Why UK Resident Doctors are Striking for Fair Pay

Why are resident doctors striking and how much are they paid?

London, December 06, 2025

Resident doctors across the UK have escalated strike actions in December 2025 amid unresolved disputes over pay and working conditions, demanding substantial pay increases to address long-term erosion against inflation and improved career training prospects. The British Medical Association (BMA) continues to reject government offers, citing insufficient progress.

Strike Overview and Drivers

UK junior doctors, known as resident doctors, have intensified industrial action, with strikes planned throughout December 2025 following earlier actions in July and November. The core issue driving these strikes is a pay dispute: decades of real-term pay decline, compounded by soaring inflation and cost-of-living pressures, have fueled dissatisfaction alongside worsening working conditions and burnout concerns.

Although resident doctors received a cumulative pay rise close to 29% over the last three years, this increase falls short of restoring salaries to their 2008 purchasing power. The BMA demands a 26% pay uplift to reverse a 17-year real pay erosion, emphasizing that typical junior doctors starting on approximately £30,000 in 2008 face effectively significant pay cuts in practice.

Government Offers and Negotiations

The government has tabled several pay proposals coupled with additional measures, including increased training places, reimbursement of professional exam fees, and other benefits. Despite these efforts, the BMA leadership has consistently rejected offers as inadequate. They argue that current pay proposals neither reflect the real-term cuts experienced nor sufficiently address career security and training quality.

Strikes are scheduled from December 17 to 22, 2025, marking a continuation and escalation of industrial action already disrupting hospital appointments and elective procedures. Emergency care provision remains intact during strikes.

Impact on the NHS and Workforce Challenges

These ongoing strikes underline deeper systemic challenges within the NHS, including workforce shortages, low morale, and risks of staff attrition. Numerous junior doctors report considering leaving the NHS or moving abroad due to financial strain and deteriorating working environments, threatening future healthcare delivery capacity.

The strike actions have significant operational impacts, creating backlog pressures for patient care and highlighting a widening gap between government healthcare funding policies and frontline workforce realities.

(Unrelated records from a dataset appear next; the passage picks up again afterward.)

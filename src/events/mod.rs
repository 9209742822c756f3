use crate::models::{ConversationStatus, Message};
use serde::Serialize;
use tokio::sync::broadcast;

/// Change notifications fanned out to every live subscriber: customer
/// clients, agent consoles, and the queue view. Delivery is at-least-once
/// and only ordered within a single conversation's message events;
/// subscribers dedup by message id and reconcile through the pull APIs
/// after a reconnect.
#[derive(Debug, Clone, Serialize)]
#[serde(tag = "type", rename_all = "snake_case")]
pub enum SystemEvent {
    MessageAppended {
        conversation_id: String,
        message: Message,
    },
    ConversationChanged {
        conversation_id: String,
        customer_id: String,
        status: ConversationStatus,
        assigned_agent_id: Option<String>,
        last_message: Option<String>,
        updated_at: String, // ISO 8601
    },
}

use crate::ApiResult;
use async_trait::async_trait;
use futures::Stream;
use std::pin::Pin;
use tokio_stream::wrappers::errors::BroadcastStreamRecvError;
use tokio_stream::wrappers::BroadcastStream;

pub type EventStream =
    Pin<Box<dyn Stream<Item = Result<SystemEvent, BroadcastStreamRecvError>> + Send>>;

/// Event bus trait for publishing and subscribing to system events
#[async_trait]
pub trait EventBus: Send + Sync {
    /// Publish an event to all subscribers
    fn publish(&self, event: SystemEvent) -> ApiResult<()>;

    /// Subscribe to events
    fn subscribe(&self) -> EventStream;
}

/// Local in-memory implementation of EventBus
#[derive(Clone)]
pub struct LocalEventBus {
    tx: broadcast::Sender<SystemEvent>,
}

impl LocalEventBus {
    /// Create a new event bus with specified capacity
    pub fn new(capacity: usize) -> Self {
        let (tx, _) = broadcast::channel(capacity);
        Self { tx }
    }

    /// Get the number of active subscribers
    pub fn subscriber_count(&self) -> usize {
        self.tx.receiver_count()
    }
}

#[async_trait]
impl EventBus for LocalEventBus {
    fn publish(&self, event: SystemEvent) -> ApiResult<()> {
        // Fire-and-forget: the feed is a liveness optimization, not the
        // source of truth, so nobody listening is not a failure.
        if let Err(e) = self.tx.send(event) {
            tracing::debug!("No active subscribers for event: {}", e);
        }
        Ok(())
    }

    fn subscribe(&self) -> EventStream {
        let rx = self.tx.subscribe();
        Box::pin(BroadcastStream::new(rx))
    }
}

impl Default for LocalEventBus {
    fn default() -> Self {
        Self::new(1000)
    }
}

Contextualizing the Pay Dispute

The long-term pay dispute stems from trends beginning around 2008, where inflation outpaced pay rises for NHS junior doctors leading to gradual erosion of real wages. Despite recent nominal pay increases, the cumulative effect leaves many feeling undervalued and financially stressed.

Alongside pay, resident doctors emphasize the need for enhanced career training opportunities and improved workplace conditions to sustain their professional development and well-being.

The government’s ongoing negotiations and proposed pay offers so far have failed to satisfy these demands, reinforcing the likelihood of continued industrial action into 2026 unless a comprehensive resolution is found.

The unfolding situation illustrates the complex interplay of economic pressures, healthcare workforce sustainability, and public service delivery. The outcome of these disputes will be closely watched by healthcare leaders and policymakers as they navigate balancing fiscal constraints with the essential need to retain and support frontline medical staff.